This post is a bit unusual. I have decided to step away from my role at Blockstream and from the broader Bitcoin industry. As a part of that decision, I will for the first time in my life be dollar cost averaging out of Bitcoin. What follows is a brief description of how I came to that choice and what it means going forward.
The only thing scarcer than Bitcoin
Bitcoin is a technology designed to store wealth: a tool used for saving. Naturally, rhetoric around Bitcoin often bleeds into rhetoric about saving. A number of Bitcoin memes center around this duality: low time preference, HODL, diamond hands, stack sats, etc are all arguments about the virtue of saving. The subtext of these memes is that everyone’s goal is (or ought to be) to accumulate as much bitcoin as they can, forever. In this framework buying bitcoin to store wealth isn’t just a useful strategy, but a moral mandate. Almost a tithe.
The thing about keeping a long time horizon is that the human life is finite and, if we are honest about it, distressingly short. However low our time preference might be in theory, in practice we all have limited time over which to prefer. Sometimes it is less that we might think.
Around a month ago my wife’s father, Neil Holmes, passed away. If you’d like to learn more about him, she wrote a nice post remembering him for her newsletter. I don’t really recommend dying, but I do think the specific way he died (at home in his own bed, surrounded by loved ones, reading his favorite poetry) is one of the better possible ways to go. Less fortunate is how abruptly his time came when it did — he had only a few days between his diagnosis and his passing. Neil died with a lot of plans he never had the time to pursue.
"My dad loved his work but also dreamed of retirement. He retired after 42 years at Lawrence Livermore National Laboratory in November 2019… 4 months before the pandemic started. As an asthmatic, he took quarantine seriously; we didn’t hug, he didn’t travel to the mountains as he’d hoped, and he saw few friends. I see the gap in our photo history together, but also a happy reunion with my eldest daughter after vaccination." — Laura Holmes
Watching Laura grapple with getting less time with her father than either of them expected has changed how I think about the time I have left with my own daughters. My eldest just lost her first tooth, my youngest is just learning how to speak. I do not know how much time we will have together, only that it is precious, beautiful and unbearably scarce. No amount of bitcoin can buy these moments back.

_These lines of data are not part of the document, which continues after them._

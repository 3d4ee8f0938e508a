//! # Task Watcher Bootstrap
//!
//! Wires every component from one [`WatcherConfig`] and one broker handle:
//!
//! 1. wait for the broker to be ready;
//! 2. ensure the timer, bucket, event and command topics exist;
//! 3. start the shared producer;
//! 4. build router, dispatcher, registry, ledger and scheduler;
//! 5. start the action handler, the bucket consumers and the task intake.
//!
//! [`TaskWatcher::shutdown`] stops every loop between iterations, then flushes and
//! closes the producer.
//!
//! ```rust,no_run
//! use std::sync::Arc;
//! use task_watcher::config::WatcherConfig;
//! use task_watcher::messaging::InMemoryBroker;
//! use task_watcher::watcher::TaskWatcher;
//!
//! # async fn example() -> Result<(), Box<dyn std::error::Error>> {
//! let watcher = TaskWatcher::start(WatcherConfig::default(), Arc::new(InMemoryBroker::new())).await?;
//! watcher
//!     .registry()
//!     .register_json(serde_json::json!({"name": "send_email"}))?;
//! watcher.shutdown().await?;
//! # Ok(())
//! # }
//! ```

use std::sync::Arc;

use tokio::sync::watch;
use tokio::task::JoinHandle;
use tracing::{debug, error, info, warn};
use uuid::Uuid;

use crate::config::WatcherConfig;
use crate::error::WatcherResult;
use crate::lifecycle::{
    TaskDefinitionRegistry, TaskEventIntake, TaskInstanceLedger, TaskLifecycleScheduler,
    TimerActionHandler,
};
use crate::messaging::{
    ensure_topic, BrokerGateway, BufferedProducer, ProducerHandle, SharedGateway, TopicNames,
    TopicSpec,
};
use crate::timer::{timer_action_channel, BucketConsumerPool, DelayBucketRouter, TimerDispatcher};

/// A running watcher
pub struct TaskWatcher {
    watcher_id: Uuid,
    config: WatcherConfig,
    gateway: SharedGateway,
    producer: ProducerHandle,
    dispatcher: Arc<TimerDispatcher>,
    registry: Arc<TaskDefinitionRegistry>,
    ledger: Arc<TaskInstanceLedger>,
    scheduler: Arc<TaskLifecycleScheduler>,
    shutdown_sender: watch::Sender<bool>,
    bucket_pool: BucketConsumerPool,
    action_handler: JoinHandle<()>,
    intake: JoinHandle<()>,
}

impl std::fmt::Debug for TaskWatcher {
    fn fmt(&self, f: &mut std::fmt::Formatter<'_>) -> std::fmt::Result {
        f.debug_struct("TaskWatcher")
            .field("watcher_id", &self.watcher_id)
            .field("provider", &self.gateway.provider_name())
            .field("bucket_topics", &self.bucket_pool.topics())
            .field("registered_definitions", &self.registry.len())
            .field("tracked_tasks", &self.ledger.len())
            .finish()
    }
}

impl TaskWatcher {
    /// Bootstrap and start every loop
    pub async fn start(config: WatcherConfig, gateway: SharedGateway) -> WatcherResult<Self> {
        let watcher_id = Uuid::new_v4();
        config.validate()?;

        info!(
            watcher_id = %watcher_id,
            provider = gateway.provider_name(),
            group_id = %config.broker.group_id,
            buckets = ?config.timer.delay_buckets_seconds,
            "Starting task watcher"
        );

        gateway
            .wait_until_ready(config.broker.ready_timeout())
            .await?;

        let router = Arc::new(DelayBucketRouter::from_config(&config.timer)?);
        let topics = TopicNames::new(&config.topics);
        ensure_watcher_topics(gateway.as_ref(), &config, &router, &topics).await;

        let producer = BufferedProducer::start(gateway.clone(), config.producer.clone());
        let dispatcher = Arc::new(TimerDispatcher::new(
            producer.clone(),
            router,
            topics,
        ));
        let registry = Arc::new(TaskDefinitionRegistry::new());
        let ledger = Arc::new(TaskInstanceLedger::new());
        let scheduler = Arc::new(TaskLifecycleScheduler::new(
            registry.clone(),
            ledger.clone(),
            dispatcher.clone(),
            &config.timer,
        ));

        let (shutdown_sender, shutdown_receiver) = watch::channel(false);
        let (action_sender, action_receiver) =
            timer_action_channel(config.timer.action_channel_capacity);

        let handler = TimerActionHandler::new(ledger.clone(), dispatcher.clone());
        let action_handler = tokio::spawn(handler.run(action_receiver, shutdown_receiver.clone()));

        let bucket_pool = BucketConsumerPool::start(
            gateway.clone(),
            dispatcher.clone(),
            action_sender,
            &config.broker.group_id,
            &config.timer,
            shutdown_receiver.clone(),
        );

        let intake = TaskEventIntake::new(gateway.clone(), scheduler.clone(), &config);
        let intake = tokio::spawn(intake.run(shutdown_receiver));

        info!(
            watcher_id = %watcher_id,
            bucket_consumers = bucket_pool.len(),
            "Task watcher started"
        );

        Ok(Self {
            watcher_id,
            config,
            gateway,
            producer,
            dispatcher,
            registry,
            ledger,
            scheduler,
            shutdown_sender,
            bucket_pool,
            action_handler,
            intake,
        })
    }

    /// Stop every loop, then flush and close the producer
    pub async fn shutdown(self) -> WatcherResult<()> {
        info!(watcher_id = %self.watcher_id, "Shutting down task watcher");
        let _ = self.shutdown_sender.send(true);

        self.bucket_pool.join().await;
        for (name, handle) in [("intake", self.intake), ("action_handler", self.action_handler)] {
            if let Err(e) = handle.await {
                error!(watcher_id = %self.watcher_id, task = name, error = %e, "Watcher task panicked");
            }
        }

        self.producer.close().await?;
        info!(watcher_id = %self.watcher_id, "Task watcher stopped");
        Ok(())
    }

    pub fn watcher_id(&self) -> Uuid {
        self.watcher_id
    }

    pub fn config(&self) -> &WatcherConfig {
        &self.config
    }

    pub fn registry(&self) -> &TaskDefinitionRegistry {
        &self.registry
    }

    pub fn ledger(&self) -> &TaskInstanceLedger {
        &self.ledger
    }

    pub fn dispatcher(&self) -> &TimerDispatcher {
        &self.dispatcher
    }

    pub fn scheduler(&self) -> &TaskLifecycleScheduler {
        &self.scheduler
    }

    pub fn bucket_topics(&self) -> &[String] {
        self.bucket_pool.topics()
    }
}

/// Create the watcher's own topics. Failures are logged and do not stop startup.
async fn ensure_watcher_topics(
    gateway: &dyn BrokerGateway,
    config: &WatcherConfig,
    router: &DelayBucketRouter,
    topics: &TopicNames,
) {
    let mut names = vec![topics.timer().to_string()];
    names.extend(router.thresholds().iter().map(|t| topics.bucket_topic(*t)));
    names.push(topics.event().to_string());
    names.push(topics.command().to_string());

    for name in names {
        let spec = TopicSpec::from_creation_config(&name, &config.topic_creation);
        match ensure_topic(gateway, &spec).await {
            Ok(true) => info!(topic = %name, partitions = spec.num_partitions, "Created topic"),
            Ok(false) => debug!(topic = %name, "Topic already exists"),
            Err(e) => warn!(topic = %name, error = %e, "Failed to create topic"),
        }
    }
}

#[cfg(test)]
mod tests {
    use super::*;
    use crate::error::WatcherError;
    use crate::messaging::{InMemoryBroker, MessagingError, ProducerRecord};
    use std::time::Duration;

    #[tokio::test]
    async fn test_start_creates_topics_and_shuts_down() {
        let broker = Arc::new(InMemoryBroker::new());
        let watcher = TaskWatcher::start(WatcherConfig::default(), broker.clone())
            .await
            .unwrap();

        let topics = broker.list_topics().await.unwrap();
        for expected in ["timer", "timer-5", "timer-1800", "event", "command"] {
            assert!(topics.contains(&expected.to_string()), "missing {expected}");
        }
        let spec = broker.topic_spec("timer-5").await.unwrap();
        assert_eq!(spec.num_partitions, 10);
        assert_eq!(
            spec.config.get("cleanup.policy").map(String::as_str),
            Some("delete")
        );
        assert_eq!(watcher.bucket_topics().len(), 6);

        tokio::time::timeout(Duration::from_secs(10), watcher.shutdown())
            .await
            .unwrap()
            .unwrap();
    }

    #[tokio::test]
    async fn test_shutdown_reports_undelivered_records_while_broker_down() {
        let broker = Arc::new(InMemoryBroker::new());
        let watcher = TaskWatcher::start(WatcherConfig::default(), broker.clone())
            .await
            .unwrap();

        broker.set_produce_failure(true);
        watcher
            .dispatcher()
            .producer()
            .send(ProducerRecord::new("event", "tx-1", b"{}".to_vec()))
            .unwrap();

        let result = tokio::time::timeout(Duration::from_secs(10), watcher.shutdown())
            .await
            .expect("shutdown returned");
        assert!(matches!(
            result,
            Err(WatcherError::Messaging(MessagingError::Undelivered { records: 1 }))
        ));
    }

    #[tokio::test]
    async fn test_start_fails_when_broker_never_ready() {
        let broker = Arc::new(InMemoryBroker::new().not_ready());
        let mut config = WatcherConfig::default();
        config.broker.ready_timeout_ms = 20;

        let result = TaskWatcher::start(config, broker).await;
        assert!(matches!(
            result,
            Err(WatcherError::Messaging(MessagingError::ReadyTimeout { .. }))
        ));
    }

    #[tokio::test]
    async fn test_start_rejects_invalid_config() {
        let mut config = WatcherConfig::default();
        config.timer.delay_buckets_seconds.clear();

        let result = TaskWatcher::start(config, Arc::new(InMemoryBroker::new())).await;
        assert!(matches!(result, Err(WatcherError::Configuration(_))));
    }
}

So I am stepping down from my role at Blockstream and away from the industry in general to spend the next few years being a stay at home Dad. Going without an income means I will be living off my savings, which means I will (for the first time in my life) be selling off bitcoin to pay expenses rather than using it to store my extra savings. I don’t plan to go to zero, but this will likely be the high water mark for my personal bitcoin holdings. Not because I am rage-quitting or have lost faith in Bitcoin, but because I am choosing to realize my profits in time with my daughters now, rather than "Big Wealth" later.
I also expect this to mean I’ll have more time to write again! I will be turning paid subscriptions back on and I expect the majority of my posts going forward will be for paid subscribers only. Partially this is because I’m looking for ways to supplement my income and extend my personal runway — but mostly it is because I am less interested in convincing people to pay attention to my ideas and more interested in sharing ideas with people who are inclined to pay attention.
If you have enjoyed reading Something Interesting and you feel priced out by the switch to paid, write me a note with your favorite post and why you liked it and I will send you a free three month coupon. If you’re already a paid subscriber and you want to spread the good word, send me the same note and I’ll send you a coupon you can share with a friend. Or an enemy? It’s up to you how you use it.
I am looking forward to getting back to writing and to feeling less constrained in what I can write freely about. My next post will be about the Cult of Bitcoin and how evangelical Bitcoiners are a noxious threat to the entire project. Stay tuned!
Rather than trying to convince the world to embrace Bitcoin, the cultists have built elaborate narrow minded definitions of who actually qualifies as a Bitcoiner. Of course, these restrictive definitions hamper Bitcoin adoption, but like any doomsday cult the Bitcoin cultists don’t feel any need to help the unworthy avoid damnation. The focus of the Bitcoin cult is not on practical work to improve the world as it exists, but on the holy work of immanentizing the eschaton, accelerating and preparing for the inevitable coming utopia.